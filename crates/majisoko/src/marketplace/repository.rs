use serde::{Deserialize, Serialize};

use super::domain::{Order, OrderRating, PaymentRecord};
use crate::identity::{OrderId, VendorId};
use crate::store::StoreError;

/// Repository record pairing an order with its payment and rating.
///
/// Holding the payment on the same record lets the escrow-release and
/// cancel-refund pairings land in one atomic `update`.
#[derive(Debug, Clone, PartialEq, Serialize, Deserialize)]
pub struct OrderRecord {
    pub order: Order,
    pub payment: Option<PaymentRecord>,
    pub rating: Option<OrderRating>,
    pub version: u64,
}

impl OrderRecord {
    pub fn new(order: Order) -> Self {
        Self {
            order,
            payment: None,
            rating: None,
            version: 0,
        }
    }

    pub fn status_view(&self) -> OrderStatusView {
        OrderStatusView {
            order_id: self.order.id.clone(),
            status: self.order.status.label(),
            total: self.order.total,
            escrow: self.payment.as_ref().map(|payment| payment.escrow.label()),
            rated: self.rating.is_some(),
        }
    }
}

/// Sanitized representation of an order's exposed state.
#[derive(Debug, Clone, Serialize)]
pub struct OrderStatusView {
    pub order_id: OrderId,
    pub status: &'static str,
    pub total: i64,
    #[serde(skip_serializing_if = "Option::is_none")]
    pub escrow: Option<&'static str>,
    pub rated: bool,
}

/// Vendor rating aggregate: the running mean and count are all that is
/// persisted.
#[derive(Debug, Clone, Copy, PartialEq, Serialize, Deserialize)]
pub struct VendorRating {
    pub average: f64,
    pub count: u32,
}

impl VendorRating {
    pub fn apply(self, score: u8) -> Self {
        let count = self.count + 1;
        let average = (self.average * f64::from(self.count) + f64::from(score)) / f64::from(count);
        Self { average, count }
    }
}

impl Default for VendorRating {
    fn default() -> Self {
        Self {
            average: 0.0,
            count: 0,
        }
    }
}

/// Storage abstraction so the order service can be exercised in isolation.
///
/// `update` must reject records whose `version` no longer matches the stored
/// row (`StoreError::VersionConflict`) so concurrent transitions on the same
/// order serialize.
pub trait OrderRepository: Send + Sync {
    fn insert(&self, record: OrderRecord) -> Result<OrderRecord, StoreError>;
    fn fetch(&self, id: &OrderId) -> Result<Option<OrderRecord>, StoreError>;
    fn update(&self, record: OrderRecord) -> Result<OrderRecord, StoreError>;
    fn vendor_rating(&self, vendor: &VendorId) -> Result<VendorRating, StoreError>;
    fn store_vendor_rating(&self, vendor: &VendorId, rating: VendorRating)
        -> Result<(), StoreError>;
}

#[cfg(test)]
mod tests {
    use super::*;

    #[test]
    fn rating_aggregate_keeps_a_running_mean() {
        let rating = VendorRating::default().apply(5).apply(4).apply(3);
        assert_eq!(rating.count, 3);
        assert!((rating.average - 4.0).abs() < f64::EPSILON);
    }
}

----

> **Work request**:
Return a word-for-word copy of the lines from the beginning of the listing to the line holding "the escrow-release and", both kept.

> **Task output**:
filename crates/majisoko/src/marketplace/repository.rs
use serde::{Deserialize, Serialize};

use super::domain::{Order, OrderRating, PaymentRecord};
use crate::identity::{OrderId, VendorId};
use crate::store::StoreError;

/// Repository record pairing an order with its payment and rating.
///
/// Holding the payment on the same record lets the escrow-release and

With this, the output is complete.